Collagen is what gives our hair, skin, nails, bones, tendons and ligaments their structure. It gives our hair its shine, our skin its glow and strength to our nails. However, as we age, collagen production slows. This lessened production of new collagen can be due to a number of factors, including:
- Unhealthy diets
- Poor lifestyle decisions
- Vitamin and nutrient deficiencies
- Exposure to external pollutants
- UV ray exposure
What does microneedling do?
When our bodies are injured, cells known as fibroblasts are triggered to produce new collagen to repair the injured area. This induction of new collagen gives us new tissue. Through use of a microneedling device, an esthetician under the direction of a plastic surgeon is able to stimulate a patient’s body to produce additional collagen in response to what it perceives as miniature injuries, replacing older dermal tissue with new, more youthful skin.
Who is a good candidate for microneedling?
Because microneedling is a safe and minimally invasive procedure, women and men of almost all ages can utilize it to prompt a completely natural healing process. This healing process may be used to reduce wrinkles, minimize the appearance of stretchmarks, repair sun damage, and heal scarring, all while preventing the formation of new lines and wrinkles.
Who is a bad candidate for microneedling?

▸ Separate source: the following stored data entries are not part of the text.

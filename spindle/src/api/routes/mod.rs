//! API route modules.
//!
//! Organizes routes by resource type.

pub mod archive;
pub mod health;
pub mod jobs;
pub mod playlists;

use axum::Router;

use crate::api::server::AppState;

/// Create the main API router with all routes.
pub fn create_router(state: AppState) -> Router {
    Router::new()
        .nest("/api/playlists", playlists::router())
        .nest("/api/jobs", jobs::router())
        .nest("/health", health::router())
        .with_state(state)
}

Seattle microneedling should not be performed on patients who have active skin cancer in the treatment area; open wounds, sores, or irritated skin in the treatment area; an allergy to stainless steel or anesthetics; a hemorrhagic (bleeding) disorder or hemostatic (bleeding) dysfunction; are pregnant or nursing; or are currently taking drugs with the ingredient isotretinoin (such as Accutane).